Conservatives also assume that sobriety alone would be enough to ensure that rehab alumni were able to afford housing. Even if it were true that replacing harm reduction programs with rehabs would result in universal sobriety, said sobriety would do nothing to reduce the cost of rent in Vancouver. Furthermore, while a minority of substance users consume their drug of choice to a self-destructive degree, research has demonstrated that the vast majority of people are able to consume substances stably for years when they have access to a regulated supply. Returning to the example of Prohibition, the legalization of alcohol has not led to the unchecked destruction predicted by temperance advocates. What it has done is create opportunities for people who are concerned about their consumption levels to communicate about them openly without the fear of legal reprisal. Concurrently, the vast majority of the population is able to consume recreationally without encountering major problems. Does the consumption of any substance come with risks to health? Of course. But the government should not exacerbate these risks through prohibition. Instead, support and education must be offered to mitigate the risks in the same way it is with alcohol. If Poilievre were to become the next Prime Minister and follow through on his threat to replace evidence based practice with ideologically motivated policies, he would be putting thousands of lives unnecessarily at risk.

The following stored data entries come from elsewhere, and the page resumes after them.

//! Backoffice configuration loaded from environment variables.
//!
//! # Environment Variables
//!
//! ## Required
//! - `BACKOFFICE_DATABASE_URL` - `PostgreSQL` connection string (falls back
//!   to `DATABASE_URL`)
//! - `BACKOFFICE_BASE_URL` - Public URL for the backoffice
//! - `BACKOFFICE_SESSION_SECRET` - Session signing secret (min 32 chars,
//!   high entropy)
//!
//! ## Optional
//! - `BACKOFFICE_HOST` - Bind address (default: 127.0.0.1)
//! - `BACKOFFICE_PORT` - Listen port (default: 3001)
//! - `SENTRY_DSN` - Sentry error tracking DSN
//! - `SENTRY_ENVIRONMENT` - Sentry environment name

use std::collections::HashMap;
use std::net::{IpAddr, SocketAddr};

use secrecy::{ExposeSecret, SecretString};
use thiserror::Error;

const MIN_SESSION_SECRET_LENGTH: usize = 32;
const MIN_ENTROPY_BITS_PER_CHAR: f64 = 3.3;

/// Blocklist of common placeholder patterns (case-insensitive)
const PLACEHOLDER_PATTERNS: &[&str] = &[
    "your-",
    "changeme",
    "replace",
    "placeholder",
    "example",
    "secret",
    "password",
    "xxx",
    "todo",
    "fixme",
    "insert",
    "enter-",
    "put-your",
    "add-your",
];

/// Configuration errors that can occur during loading.
#[derive(Debug, Error)]
pub enum ConfigError {
    #[error("Missing environment variable: {0}")]
    MissingEnvVar(String),
    #[error("Invalid environment variable {0}: {1}")]
    InvalidEnvVar(String, String),
    #[error("Insecure secret in {0}: {1}")]
    InsecureSecret(String, String),
}

/// Backoffice application configuration.
#[derive(Debug, Clone)]
pub struct BackofficeConfig {
    /// `PostgreSQL` database connection URL (contains password)
    pub database_url: SecretString,
    /// IP address to bind the server to
    pub host: IpAddr,
    /// Port to listen on
    pub port: u16,
    /// Public base URL for the backoffice
    pub base_url: String,
    /// Session signing secret
    pub session_secret: SecretString,
    /// Sentry DSN for error tracking
    pub sentry_dsn: Option<String>,
    /// Sentry environment name
    pub sentry_environment: Option<String>,
}

impl BackofficeConfig {
    /// Load configuration from environment variables.
    ///
    /// Calls `dotenvy::dotenv()` to load from `.env` file if present.
    ///
    /// # Errors
    ///
    /// Returns `ConfigError` if required variables are missing, invalid, or
    /// if the session secret fails validation (placeholder detection,
    /// entropy check).
    pub fn from_env() -> Result<Self, ConfigError> {
        let _ = dotenvy::dotenv();

        let database_url = get_database_url("BACKOFFICE_DATABASE_URL")?;
        let host = get_env_or_default("BACKOFFICE_HOST", "127.0.0.1")
            .parse::<IpAddr>()
            .map_err(|e| {
                ConfigError::InvalidEnvVar("BACKOFFICE_HOST".to_string(), e.to_string())
            })?;
        let port = get_env_or_default("BACKOFFICE_PORT", "3001")
            .parse::<u16>()
            .map_err(|e| {
                ConfigError::InvalidEnvVar("BACKOFFICE_PORT".to_string(), e.to_string())
            })?;
        let base_url = get_required_env("BACKOFFICE_BASE_URL")?;
        let session_secret = get_validated_secret("BACKOFFICE_SESSION_SECRET")?;
        validate_session_secret(&session_secret, "BACKOFFICE_SESSION_SECRET")?;
        let sentry_dsn = get_optional_env("SENTRY_DSN");
        let sentry_environment = get_optional_env("SENTRY_ENVIRONMENT");

        Ok(Self {
            database_url,
            host,
            port,
            base_url,
            session_secret,
            sentry_dsn,
            sentry_environment,
        })
    }

    /// Returns the socket address for binding the server.
    #[must_use]
    pub const fn socket_addr(&self) -> SocketAddr {
        SocketAddr::new(self.host, self.port)
    }
}

/// Get a required environment variable.
fn get_required_env(key: &str) -> Result<String, ConfigError> {
    std::env::var(key).map_err(|_| ConfigError::MissingEnvVar(key.to_string()))
}

/// Get database URL with fallback to generic `DATABASE_URL` (used by Fly.io
/// postgres attach).
fn get_database_url(primary_key: &str) -> Result<SecretString, ConfigError> {
    if let Ok(value) = std::env::var(primary_key) {
        return Ok(SecretString::from(value));
    }
    if let Ok(value) = std::env::var("DATABASE_URL") {
        return Ok(SecretString::from(value));
    }
    Err(ConfigError::MissingEnvVar(primary_key.to_string()))
}

/// Get an optional environment variable.
fn get_optional_env(key: &str) -> Option<String> {
    std::env::var(key).ok()
}

/// Get an environment variable with a default value.
fn get_env_or_default(key: &str, default: &str) -> String {
    std::env::var(key).unwrap_or_else(|_| default.to_string())
}

/// Validate that a session secret meets minimum length requirements.
fn validate_session_secret(secret: &SecretString, var_name: &str) -> Result<(), ConfigError> {
    let value = secret.expose_secret();
    if value.len() < MIN_SESSION_SECRET_LENGTH {
        return Err(ConfigError::InsecureSecret(
            var_name.to_string(),
            format!(
                "must be at least {} characters (got {})",
                MIN_SESSION_SECRET_LENGTH,
                value.len()
            ),
        ));
    }
    Ok(())
}

/// Calculate Shannon entropy in bits per character.
fn shannon_entropy(s: &str) -> f64 {
    if s.is_empty() {
        return 0.0;
    }

    let mut freq: HashMap<char, usize> = HashMap::new();
    for c in s.chars() {
        *freq.entry(c).or_insert(0) += 1;
    }

    #[allow(clippy::cast_precision_loss)] // String length will never exceed f64 precision
    let len = s.len() as f64;
    freq.values()
        .map(|&count| {
            #[allow(clippy::cast_precision_loss)] // Character count will never exceed f64 precision
            let p = count as f64 / len;
            -p * p.log2()
        })
        .sum()
}

/// Validate that a secret is not a placeholder and has sufficient entropy.
fn validate_secret_strength(secret: &str, var_name: &str) -> Result<(), ConfigError> {
    let lower = secret.to_lowercase();

    for pattern in PLACEHOLDER_PATTERNS {
        if lower.contains(pattern) {
            return Err(ConfigError::InsecureSecret(
                var_name.to_string(),
                format!("appears to be a placeholder (contains '{pattern}')"),
            ));
        }
    }

    // Real secrets like API keys have high entropy.
    let entropy = shannon_entropy(secret);
    if entropy < MIN_ENTROPY_BITS_PER_CHAR {
        return Err(ConfigError::InsecureSecret(
            var_name.to_string(),
            format!(
                "entropy too low ({entropy:.2} bits/char, need >= {MIN_ENTROPY_BITS_PER_CHAR:.1}). Use a randomly generated secret."
            ),
        ));
    }

    Ok(())
}

/// Load and validate a secret from environment.
fn get_validated_secret(key: &str) -> Result<SecretString, ConfigError> {
    let value = get_required_env(key)?;
    validate_secret_strength(&value, key)?;
    Ok(SecretString::from(value))
}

Poilievre has a history of leveraging controversy in order to boost his popularity. This video is merely the latest example of Poilievre playing fast and loose with the truth. He first came to the attention of the general public as an advocate for the so-called “freedom convoy”. By the time said convoy turned out to be less of a popular uprising and to have been funded by outside interests, Poilievre had moved on and was nowhere to be seen.

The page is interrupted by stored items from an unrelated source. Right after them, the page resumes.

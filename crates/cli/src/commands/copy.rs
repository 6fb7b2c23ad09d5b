//! Collection copy between two store instances.
//!
//! Used for environment promotion and store migrations. Copies are
//! whole-document `put`s, so re-running is idempotent.

use secrecy::SecretString;

use loanmitra_access::{DocumentStore, PgDocumentStore, store::collections};

use super::CommandError;

/// Every collection the workspace knows about.
const ALL_COLLECTIONS: &[&str] = &[
    collections::AGENTS,
    collections::ADMINS,
    collections::ADMIN_USERS,
    collections::LEADS,
    collections::BRANCHES,
    collections::CONFIG,
    collections::AUTHORIZATION,
];

/// Copy `collection_filter` (or all known collections) from `source` to
/// `dest`.
pub async fn run(
    source: &str,
    dest: &str,
    collection_filter: &[String],
) -> Result<(), CommandError> {
    let source = PgDocumentStore::connect(&SecretString::from(source.to_owned())).await?;
    let dest = PgDocumentStore::connect(&SecretString::from(dest.to_owned())).await?;

    let collections: Vec<&str> = if collection_filter.is_empty() {
        ALL_COLLECTIONS.to_vec()
    } else {
        collection_filter.iter().map(String::as_str).collect()
    };

    for collection in collections {
        let rows = source.list(collection, None).await?;
        let count = rows.len();
        for (key, doc) in rows {
            dest.put(collection, &key, doc).await?;
        }
        tracing::info!(collection, count, "collection copied");
    }

    Ok(())
}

It is important that Canadian health policy be built on a foundation of evidence, not ideology. Regardless of anyone’s personal stance on the question of sobriety, until there is evidence that rehab is a universally effective and accessible solution, it is absurd to propose replacing functional programs that are saving lives based on dubious evidence.
To once again quote Karen Ward, “If we’re going to turn this around, we need to replace the entire illicit drug supply and replace it with regulated substances that are available to all.”